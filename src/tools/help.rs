use std::collections::BTreeMap;

use schemars::JsonSchema;
use serde::{Deserialize, Serialize};
use serde_json::{json, Value};

use crate::engine::EngineContext;
use crate::error::ToolError;

use super::{aliases_for, catalog, non_blank, parse_args, resolve, unknown_tool, ToolOutput, ALIASES};

/// Parameters for the `help` MCP tool.
#[derive(Debug, Default, Serialize, Deserialize, JsonSchema)]
pub struct HelpParams {
    #[serde(default)]
    #[schemars(description = "Tool name or deprecated alias to describe. Omit for an overview.")]
    pub tool: Option<String>,
}

pub(crate) async fn run(_ctx: &EngineContext, args: Value) -> Result<ToolOutput, ToolError> {
    let params: HelpParams = parse_args(args)?;

    let Some(name) = non_blank(params.tool.as_deref()) else {
        let tools: Vec<Value> = catalog()
            .iter()
            .map(|t| json!({ "name": t.name, "description": t.description }))
            .collect();
        let aliases: BTreeMap<&str, &str> = ALIASES.iter().copied().collect();

        let mut lines = vec!["Available tools:".to_string()];
        lines.extend(
            catalog()
                .iter()
                .map(|t| format!("- {}: {}", t.name, t.description)),
        );
        lines.push(String::new());
        lines.push("Deprecated aliases:".to_string());
        lines.extend(aliases.iter().map(|(alias, target)| format!("- {alias} -> {target}")));
        return ToolOutput::with_data(lines.join("\n"), &json!({ "tools": tools, "aliases": aliases }));
    };

    let resolved = resolve(name).ok_or_else(|| unknown_tool(name))?;
    let spec = resolved.spec;
    let example: Value = serde_json::from_str(spec.example)?;

    let mut text = format!("{}: {}\n\nExample:\n{}", spec.name, spec.description, spec.example);
    if let Some(alias) = resolved.alias {
        text = format!("'{alias}' is deprecated, use '{}'.\n\n{text}", spec.name);
    }
    ToolOutput::with_data(
        text,
        &json!({
            "tool": spec.name,
            "description": spec.description,
            "aliases": aliases_for(spec.name),
            "example": { "name": spec.name, "arguments": example },
            "inputSchema": spec.input_schema(),
        }),
    )
}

■ ■ ■ ■

— Required action —
Beginning with the line that contains "let mut text", retype every remaining line of the listing exactly, ending with the last one.

— Your response —
    let mut text = format!("{}: {}\n\nExample:\n{}", spec.name, spec.description, spec.example);
    if let Some(alias) = resolved.alias {
        text = format!("'{alias}' is deprecated, use '{}'.\n\n{text}", spec.name);
    }
    ToolOutput::with_data(
        text,
        &json!({
            "tool": spec.name,
            "description": spec.description,
            "aliases": aliases_for(spec.name),
            "example": { "name": spec.name, "arguments": example },
            "inputSchema": spec.input_schema(),
        }),
    )
}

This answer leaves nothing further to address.